Avant Paris, avant Chartres, avant Reims, il y eut Sens. C'est ici, vers 1135, que fut entreprise la première cathédrale gothique de l'histoire, et c'est vers cette masse claire dressée au-dessus des toits que convergent tous les regards lorsque le bateau s'amarre à la halte fluviale de l'Yonne. Le ponton du quai borde presque le centre ancien : quelques minutes de marche séparent la passerelle du parvis.
La ville fut l'une des grandes cités religieuses du royaume, siège d'un archevêché puissant dont dépendait même Paris au Moyen Âge. Ce passé donne à la cité une densité patrimoniale étonnante pour sa taille, concentrée dans un centre que l'on parcourt aisément entre deux heures d'amarrage. Le nom même du lieu vient des Sénons, ce peuple gaulois dont les guerriers marchèrent jadis sur Rome : on mesure mal, aujourd'hui, combien cette cité paisible pesa lourd dans l'histoire.
Saint-Étienne, l'aînée des cathédrales gothiques
Franchir le portail central, sous le tympan consacré à saint Étienne, c'est entrer dans le laboratoire où le gothique a fait ses premiers essais : voûtes sexpartites, piliers alternés, lumière déjà triomphante. Les verrières du 12e au 16e siècle content leurs histoires, dont celle de Thomas Becket, l'archevêque de Canterbury qui trouva refuge à Sens durant son exil avant son assassinat en Angleterre; ses vêtements liturgiques comptent parmi les reliques du lieu. Son trésor, l'un des plus riches de France, aligne tissus précieux, ivoires et orfèvrerie dans une pénombre recueillie.
Le palais synodal et les musées
Accolé au monument, le palais synodal du 13e siècle dresse sa façade percée de rosaces et son grand toit de tuiles vernissées restauré par Viollet-le-Duc. Avec l'ancien palais des archevêques, il abrite les musées de Sens : collections gallo-romaines remarquables, riches en sculptures et en mosaïques mises au jour dans la région, salles consacrées à l'histoire de la cité et, bien sûr, l'accès au trésor. L'ensemble forme un îlot monumental que l'on contourne en admirant le travail du temps.
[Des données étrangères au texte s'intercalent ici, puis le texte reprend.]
//! `RepoQueueManager`: bounded-queue-per-repo, single-worker-per-queue
//! scheduler. Serializes [`crate::pipeline::CheckPipeline`]
//! invocations within a repo while allowing full parallelism across repos.

use std::collections::HashMap;
use std::future::Future;
use std::pin::Pin;
use std::sync::atomic::{AtomicBool, AtomicU64, Ordering};
use std::sync::Arc;
use std::time::Instant;

use futures::FutureExt;
use thiserror::Error;
use tokio::sync::{mpsc, Mutex, RwLock};
use tokio::task::JoinHandle;
use tracing::{info, warn};

use crate::model::PullRequest;

#[derive(Debug, Error)]
pub enum QueueError {
    #[error("repo queue is full for {repo_key}")]
    Full { repo_key: String },
}

/// One queued unit of work. `work` is intentionally opaque to the queue:
/// it only needs to move the closure to the worker, not inspect it.
pub struct CheckRequest {
    pub pull_request: PullRequest,
    pub enqueued_at: Instant,
    pub work: BoxedWork,
}

pub type BoxedWork = Box<dyn FnOnce(PullRequest) -> Pin<Box<dyn Future<Output = ()> + Send>> + Send>;

struct RepoQueue {
    sender: Mutex<Option<mpsc::Sender<CheckRequest>>>,
    capacity: usize,
    processed: Arc<AtomicU64>,
    created_at: Instant,
    worker: Mutex<Option<JoinHandle<()>>>,
    shutting_down: Arc<AtomicBool>,
    dropped: Arc<Mutex<Vec<PullRequest>>>,
}

/// Snapshot of one repo queue's state, for `GetStats`.
#[derive(Debug, Clone)]
pub struct QueueStat {
    pub repo_key: String,
    pub queued: usize,
    pub capacity: usize,
    pub processed: u64,
    pub queued_since: Instant,
}

#[derive(Debug, Clone)]
pub struct Stats {
    pub total_queues: usize,
    pub per_queue: Vec<QueueStat>,
}

/// Global `repoKey → RepoQueue` map. Each queue is lazily created on first
/// use and lives until [`RepoQueueManager::shutdown`].
pub struct RepoQueueManager {
    queues: RwLock<HashMap<String, Arc<RepoQueue>>>,
    queue_size: usize,
}

impl RepoQueueManager {
    #[must_use]
    pub fn new(queue_size: usize) -> Self {
        Self {
            queues: RwLock::new(HashMap::new()),
            queue_size,
        }
    }

    /// Enqueue `work` under `repo_key`, creating the queue (and its single
    /// worker task) on first use. Non-blocking: returns `QueueError::Full`
    /// immediately if the channel is saturated.
    pub async fn enqueue(&self, repo_key: String, pull_request: PullRequest, work: BoxedWork) -> Result<(), QueueError> {
        let queue = self.get_or_create(&repo_key).await;
        let request = CheckRequest {
            pull_request,
            enqueued_at: Instant::now(),
            work,
        };
        let sender = queue.sender.lock().await;
        let Some(sender) = sender.as_ref() else {
            return Err(QueueError::Full { repo_key });
        };
        sender.try_send(request).map_err(move |_| QueueError::Full { repo_key })
    }

    async fn get_or_create(&self, repo_key: &str) -> Arc<RepoQueue> {
        if let Some(q) = self.queues.read().await.get(repo_key) {
            return q.clone();
        }
        let mut queues = self.queues.write().await;
        if let Some(q) = queues.get(repo_key) {
            return q.clone();
        }
        let (tx, rx) = mpsc::channel(self.queue_size);
        let processed = Arc::new(AtomicU64::new(0));
        let shutting_down = Arc::new(AtomicBool::new(false));
        let dropped = Arc::new(Mutex::new(Vec::new()));
        let repo_key_owned = repo_key.to_string();
        let handle = tokio::spawn(worker_loop(
            repo_key_owned,
            rx,
            processed.clone(),
            shutting_down.clone(),
            dropped.clone(),
        ));
        let queue = Arc::new(RepoQueue {
            sender: Mutex::new(Some(tx)),
            capacity: self.queue_size,
            processed,
            created_at: Instant::now(),
            worker: Mutex::new(Some(handle)),
            shutting_down,
            dropped,
        });
        queues.insert(repo_key.to_string(), queue.clone());
        queue
    }

    #[must_use]
    pub async fn stats(&self) -> Stats {
        let queues = self.queues.read().await;
        let mut per_queue = Vec::with_capacity(queues.len());
        for (key, q) in queues.iter() {
            let queued = match q.sender.lock().await.as_ref() {
                Some(s) => s.max_capacity() - s.capacity(),
                None => 0,
            };
            per_queue.push(QueueStat {
                repo_key: key.clone(),
                queued,
                capacity: q.capacity,
                processed: q.processed.load(Ordering::Relaxed),
                queued_since: q.created_at,
            });
        }
        Stats {
            total_queues: queues.len(),
            per_queue,
        }
    }

    /// Stop accepting new work, let every queue's in-flight item finish,
    /// drop anything still buffered (recorded per-PR instead of run), and
    /// wait for all workers, bounded by `deadline`.
    ///
    /// Returns the deduplicated (by `full_name`/`check_id`) list of dropped
    /// PRs so the caller (`RequestEntry`/VCS layer) can post a single
    /// "request dropped, re-trigger via replan" notification per PR —
    /// posting itself is a VCS concern and stays outside the core.
    pub async fn shutdown(&self, deadline: std::time::Duration) -> Result<Vec<PullRequest>, &'static str> {
        let queues = self.queues.write().await;
        let mut handles: Vec<JoinHandle<()>> = Vec::new();
        let mut queue_refs: Vec<Arc<RepoQueue>> = Vec::new();
        for queue in queues.values() {
            queue.shutting_down.store(true, Ordering::SeqCst);
            // Drop our sender so the worker's `recv()` observes the channel
            // closed once whatever is already queued has drained.
            queue.sender.lock().await.take();
            if let Some(h) = queue.worker.lock().await.take() {
                handles.push(h);
            }
            queue_refs.push(queue.clone());
        }
        drop(queues);

        let wait_all = async {
            for handle in handles {
                let _ = handle.await;
            }
        };
        if tokio::time::timeout(deadline, wait_all).await.is_err() {
            return Err("shutdown deadline exceeded");
        }

        let mut dropped = Vec::new();
        let mut seen = std::collections::HashSet::new();
        for queue in queue_refs {
            for pr in queue.dropped.lock().await.drain(..) {
                if seen.insert(pr.dedup_key()) {
                    dropped.push(pr);
                }
            }
        }
        Ok(dropped)
    }
}

async fn worker_loop(
    repo_key: String,
    mut rx: mpsc::Receiver<CheckRequest>,
    processed: Arc<AtomicU64>,
    shutting_down: Arc<AtomicBool>,
    dropped: Arc<Mutex<Vec<PullRequest>>>,
) {
    info!(%repo_key, "repo queue worker started");
    while let Some(request) = rx.recv().await {
        if shutting_down.load(Ordering::SeqCst) {
            dropped.lock().await.push(request.pull_request);
            continue;
        }
        let pr = request.pull_request.clone();
        let full_name = pr.full_name.clone();
        let started = Instant::now();
        let result = std::panic::AssertUnwindSafe((request.work)(pr))
            .catch_unwind()
            .await;
        match result {
            Ok(()) => {
                processed.fetch_add(1, Ordering::Relaxed);
            }
            Err(panic) => {
                warn!(%repo_key, %full_name, ?panic, "check pipeline panicked, worker continues");
                processed.fetch_add(1, Ordering::Relaxed);
            }
        }
        let _ = started.elapsed();
    }
    info!(%repo_key, "repo queue worker exiting: channel closed");
}

#[cfg(test)]
mod tests {
    use super::*;
    use std::sync::atomic::AtomicUsize;
    use std::time::Duration;

    fn test_pr(id: i64) -> PullRequest {
        PullRequest {
            base_ref: "main".into(),
            head_ref: "feature".into(),
            default_branch: "main".into(),
            clone_url: "https://github.com/acme/infra".into(),
            full_name: "acme/infra".into(),
            owner: "acme".into(),
            name: "infra".into(),
            check_id: id,
            sha: "deadbeef".into(),
            labels: vec![],
            username: "bot".into(),
            email: "bot@example.com".into(),
            config: Default::default(),
        }
    }

    #[tokio::test]
    async fn serializes_within_repo_key_in_enqueue_order() {
        let manager = RepoQueueManager::new(10);
        let order = Arc::new(Mutex::new(Vec::<i64>::new()));
        let concurrent = Arc::new(AtomicUsize::new(0));
        let max_concurrent = Arc::new(AtomicUsize::new(0));

        for i in 0..3 {
            let order = order.clone();
            let concurrent = concurrent.clone();
            let max_concurrent = max_concurrent.clone();
            let work: BoxedWork = Box::new(move |pr: PullRequest| {
                Box::pin(async move {
                    let now = concurrent.fetch_add(1, Ordering::SeqCst) + 1;
                    max_concurrent.fetch_max(now, Ordering::SeqCst);
                    tokio::time::sleep(Duration::from_millis(30)).await;
                    order.lock().await.push(pr.check_id);
                    concurrent.fetch_sub(1, Ordering::SeqCst);
                })
            });
            manager
                .enqueue("github.com/acme/infra".to_string(), test_pr(i), work)
                .await
                .unwrap();
        }

        tokio::time::sleep(Duration::from_millis(200)).await;
        assert_eq!(*order.lock().await, vec![0, 1, 2]);
        assert_eq!(max_concurrent.load(Ordering::SeqCst), 1);
    }

    #[tokio::test]
    async fn queue_full_is_returned_synchronously() {
        let manager = RepoQueueManager::new(1);
        let block: BoxedWork = Box::new(|_pr| {
            Box::pin(async move {
                tokio::time::sleep(Duration::from_millis(200)).await;
            })
        });
        manager
            .enqueue("github.com/acme/infra".to_string(), test_pr(0), block)
            .await
            .unwrap();
        // First item is immediately picked up by the worker, so this second
        // send fills the one-slot buffered channel...
        let filler: BoxedWork = Box::new(|_pr| Box::pin(async move {}));
        manager
            .enqueue("github.com/acme/infra".to_string(), test_pr(1), filler)
            .await
            .unwrap();
        // ...and this third send should now see the channel full.
        let rejected: BoxedWork = Box::new(|_pr| Box::pin(async move {}));
        let result = manager
            .enqueue("github.com/acme/infra".to_string(), test_pr(2), rejected)
            .await;
        assert!(matches!(result, Err(QueueError::Full { .. })));
    }
}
Halles, pans de bois et bords d'Yonne
Face au parvis, le marché couvert dresse sa charpente métallique et sa brique du 19e siècle; les jours de marché, les étals de fromages de Bourgogne, de volailles et de légumes y créent l'animation qui manque parfois aux villes-musées. On y entend l'accent bourguignon rouler entre les étals, et c'est un plaisir qui ne coûte rien. Autour, les rues piétonnes alignent maisons à pans de bois, dont la maison d'Abraham sculptée en angle, boutiques et salons de thé. En redescendant vers l'Yonne, les quais aménagés et les jardins de l'orangerie offrent un retour paisible vers le bateau, sous les arbres, le long d'une rivière qui a porté pendant des siècles le bois et le vin vers Paris.
L'escale en un coup d'œil
| Attrait | Accès depuis la halte fluviale |
|---|---|
| Cathédrale Saint-Étienne | Quelques minutes à pied |
| Palais synodal et musées | Îlot attenant |
| Marché couvert | Face au parvis |
| Quais de l'Yonne | Immédiat |
L'escale se prête à une visite sans hâte : une heure pour Saint-Étienne et son trésor, une autre pour les musées ou le marché, puis le temps d'un café sur une place où la vie locale suit son cours. Les amateurs de détails lèveront les yeux vers les gargouilles, les enseignes et les toits bourguignons; les gourmands repartiront avec un fromage de la région ou une bouteille de bourgogne blanc, à ranger au frais avant l'appareillage.
En larguant les amarres, la silhouette de Saint-Étienne s'attarde longtemps au-dessus des arbres de la rive. On songe alors que tout le gothique flamboyant d'Europe, ses flèches et ses rosaces, descend en droite ligne de ce chantier commencé au bord de l'Yonne. Les grandes histoires naissent parfois dans les villes tranquilles.